## Exercise directions
Output only this range of the data below: the line that contains "seconds / SECONDS_PER_DAY + UNIX_EPOCH_JD" through the final line, both ends included, each retyped exactly.

Stored data entries:
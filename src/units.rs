use num_traits::Zero;
use std::ops::Add;

pub trait Unit<T> {
    fn confine(value: T) -> Self;
    fn release(self) -> T;
}

/// compass bearing, clockwise from true north, confined to [0, 360)
#[derive(Debug, Copy, Clone, PartialEq, PartialOrd)]
pub struct Bearing(f64);

impl Unit<f64> for Bearing {
    fn confine(value: f64) -> Self {
        let angle = value.rem_euclid(360.0);
        // rem_euclid can round up to exactly 360 for tiny negative inputs
        Self(if angle >= 360.0 { 0.0 } else { angle })
    }

    fn release(self) -> f64 {
        self.0
    }
}

/// signed angle between two bearings, confined to (-180, 180]
#[derive(Debug, Copy, Clone, PartialEq, PartialOrd)]
pub struct Relative(f64);

impl Relative {
    /// angle of `target` as seen from a body facing `heading`, positive to the right
    pub fn between(target: Bearing, heading: Bearing) -> Self {
        Self::confine(target.release() - heading.release())
    }
}

impl Unit<f64> for Relative {
    fn confine(value: f64) -> Self {
        let angle = (value + 180.0).rem_euclid(360.0) - 180.0;
        Self(if angle <= -180.0 { 180.0 } else { angle })
    }

    fn release(self) -> f64 {
        self.0
    }
}

/// elapsed time in minutes
#[derive(Debug, Copy, Clone, Default, PartialEq, PartialOrd)]
pub struct Minutes(f64);

impl Minutes {
    pub fn from_seconds(seconds: f64) -> Self {
        Self(seconds / 60.0)
    }

    pub fn scale(self, factor: f64) -> Self {
        Self(self.0 * factor)
    }
}

impl Unit<f64> for Minutes {
    fn confine(value: f64) -> Self {
        Self(value)
    }

    fn release(self) -> f64 {
        self.0
    }
}

impl Add for Minutes {
    type Output = Self;

    fn add(self, other: Self) -> Self::Output {
        Self(self.0 + other.0)
    }
}

impl Zero for Minutes {
    fn zero() -> Self {
        Self(0.0)
    }

    fn is_zero(&self) -> bool {
        self.0 == 0.0
    }
}
//! Estimate how much direct sunlight each seat of a road vehicle receives over a
//! scheduled journey, and rank the seats from shadiest to sunniest.

pub mod config;
pub mod departure;
pub mod engine;
pub mod error;
pub mod exposure;
pub mod request;
pub mod route;
pub mod solar;
pub mod units;
pub mod vars;

pub use config::EngineConfig;
pub use engine::Engine;
pub use error::{ExposureError, Result};
pub use exposure::{ExposureReport, SeatLayout};
pub use request::RouteRequest;
pub use route::{Coordinate, RoutePolyline, SpeedModel};
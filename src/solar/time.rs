use crate::vars::*;
use chrono::{DateTime, Utc};

/// julian day of a UTC instant, leap seconds ignored
pub fn julian_day(instant: &DateTime<Utc>) -> f64 {
    let seconds = instant.timestamp() as f64 + f64::from(instant.timestamp_subsec_nanos()) * 1e-9;
    seconds / SECONDS_PER_DAY + UNIX_EPOCH_JD
}

/// days elapsed since the J2000.0 epoch
pub fn days_since_j2000(jd: f64) -> f64 {
    jd - J2000_JD
}

/// julian centuries elapsed since the J2000.0 epoch
pub fn centuries_since_j2000(jd: f64) -> f64 {
    days_since_j2000(jd) / DAYS_PER_CENTURY
}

## Solution
    seconds / SECONDS_PER_DAY + UNIX_EPOCH_JD
}

/// days elapsed since the J2000.0 epoch
pub fn days_since_j2000(jd: f64) -> f64 {
    jd - J2000_JD
}

/// julian centuries elapsed since the J2000.0 epoch
pub fn centuries_since_j2000(jd: f64) -> f64 {
    days_since_j2000(jd) / DAYS_PER_CENTURY
}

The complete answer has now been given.